I'm not quite sure I understand this. Above, you've just said you need to 
make decisions about how database node classes are converted to XML node 
classes, which makes sense to me. What do you mean by "everything already 
conforms to the same object model"?  As far as I can tell, groves allow 
everything to be expressed as objects (which have a few common properties), 
but these objects are no more the "same object model" than a model for a 
person is the same as a model for a book.  Groves may have gotten me from 
some other format (notation) into an object model, but whether converting 
one object to another is easy depends on the objects themselves.

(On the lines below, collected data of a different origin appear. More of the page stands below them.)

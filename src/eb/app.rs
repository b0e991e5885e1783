//! Input side of the builder: accepts contributor links, decodes arriving
//! contribution datagrams off the receive completion queue, and hands
//! completed events to the application sink.

use crate::config::params::{EbParams, CONNECT_TMO_MS, MAX_DRPS, MAX_INPUT_BUFFERS};
use crate::dgram::Dgram;
use crate::eb::builder::EventBuilder;
use crate::eb::event::EbEvent;
use crate::transport::fabric::{Fabric, TransportError};
use crate::transport::imm::ImmData;
use crate::transport::server::EbServer;
use std::sync::atomic::AtomicU64;
use std::sync::Arc;

/// Consumer of completed events, called strictly in pulse-id order.
pub trait EventSink {
    fn process(&mut self, event: &EbEvent);
}

pub struct EbAppBase {
    server: EbServer,
    link_for_src: [Option<usize>; MAX_DRPS],
    builder: EventBuilder,
    max_buffers: usize,
    max_tr_size: usize,
    verbose: u32,
}

impl EbAppBase {
    pub fn new(prms: &EbParams) -> Self {
        Self {
            server: EbServer::new(prms.verbose),
            link_for_src: [None; MAX_DRPS],
            builder: EventBuilder::new(prms.verbose),
            max_buffers: MAX_INPUT_BUFFERS,
            max_tr_size: prms.max_tr_size,
            verbose: prms.verbose,
        }
    }

    /// Overrides the builder's stale-promotion distance.
    pub fn with_timeout(mut self, pulses: u64) -> Self {
        self.builder = self.builder.with_timeout(pulses);
        self
    }

    /// Accepts one link per contributor, sizes each landing region for the
    /// receive window, and posts the initial credits.
    pub fn connect(&mut self, fabric: &Fabric, prms: &EbParams) -> Result<(), TransportError> {
        let nctrbs = prms.contributors.count_ones() as usize;
        self.server
            .initialize(fabric, &prms.if_addr, prms.eb_port, nctrbs)?;

        for _ in 0..nctrbs {
            let index = self.server.connect_link(CONNECT_TMO_MS)?;
            let link = self.server.link_mut(index);
            link.prepare_pender(
                prms.id,
                self.max_buffers * self.max_tr_size,
                self.max_buffers,
                CONNECT_TMO_MS,
            )?;
            for _ in 0..self.max_buffers {
                link.post_comp_recv()?;
            }
            let src = link.id() as usize;
            if src >= MAX_DRPS {
                return Err(TransportError::Handshake);
            }
            self.link_for_src[src] = Some(index);
            if self.verbose > 0 {
                eprintln!("Inbound link with Ctrb ID {src} connected");
            }
        }

        self.builder
            .configure(prms.contributors, prms.contractors, prms.receivers);
        Ok(())
    }

    /// One hot-loop iteration: pend on the receive queue, decode the
    /// contribution the completion points at, repost the credit, and
    /// deliver any newly completed events.
    pub fn process(
        &mut self,
        sink: &mut dyn EventSink,
        tmo_ms: u64,
    ) -> Result<(), TransportError> {
        let imm = self.server.pend(tmo_ms)?;
        let src = ImmData::src(imm) as usize;
        let idx = ImmData::idx(imm) as usize;

        let Some(link_index) = self.link_for_src.get(src).copied().flatten() else {
            if self.verbose > 0 {
                eprintln!("EbAppBase: completion from unknown contributor {src}");
            }
            return Ok(());
        };
        if idx >= self.max_buffers {
            if self.verbose > 0 {
                eprintln!("EbAppBase: buffer index {idx} out of range");
            }
            return Ok(());
        }

        let link = self.server.link(link_index);
        let bytes = link
            .local_region()
            .ok_or(TransportError::Handshake)?
            .read(idx * self.max_tr_size, self.max_tr_size);
        link.post_comp_recv()?;

        match Dgram::decode(&bytes) {
            Ok(dg) => self.builder.deliver(src as u32, imm, dg),
            Err(err) => {
                eprintln!("EbAppBase: dropped undecodable contribution from {src}: {err}");
            }
        }

        while let Some(event) = self.builder.pop_ready() {
            sink.process(&event);
        }
        Ok(())
    }

    /// Shutdown path: release what the builder can still complete.
    pub fn drain(&mut self, sink: &mut dyn EventSink) {
        self.builder.drain();
        while let Some(event) = self.builder.pop_ready() {
            sink.process(&event);
        }
    }

    pub fn check_eq(&self) -> Result<(), TransportError> {
        self.server.check_eq()
    }

    pub fn shutdown(&mut self) {
        self.server.shutdown();
    }

    pub fn rx_pending(&self) -> Arc<AtomicU64> {
        self.server.pending()
    }

    pub fn epoch_alloc_cnt(&self) -> Arc<AtomicU64> {
        self.builder.epoch_alloc_cnt()
    }

    pub fn epoch_free_cnt(&self) -> Arc<AtomicU64> {
        self.builder.epoch_free_cnt()
    }

    pub fn event_alloc_cnt(&self) -> Arc<AtomicU64> {
        self.builder.event_alloc_cnt()
    }

    pub fn event_free_cnt(&self) -> Arc<AtomicU64> {
        self.builder.event_free_cnt()
    }
}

> > 2) Are groves themselves relevant at a high level in a discussion of
> > XML and databases? It strikes me that, like SAX and the DOM, they
> > are a useful tool in implementing software that stores/retrieves XML
> > documents (or data from those documents) in a database but are not
> > directly relevant to the discussion itself. Instead, they are most
> > relevant to the user in that they are likely to weigh heavily in the
> > feature set exposed by a content management system or (possibly)
> > data transfer system.
>
> Good question.  I guess that's for the person who's doing the
> discussing to decide.  Since groves can be persistent (e.g., stored in
> databases), and since XML resources can become groves, it seems to me
> that groves are relevant.  You're right, the real reason they're
> interesting is their impact on feature sets.  But aren't feature sets
> (and especially tradeoffs between feature sets) what technical
> discussions are all about?

In this case (since I'm the discusser ;) I'd say they're worth discussing 
in individual product descriptions, but not in the meat of the article, any 
more than a discussion of the DOM is relevant to the discussion.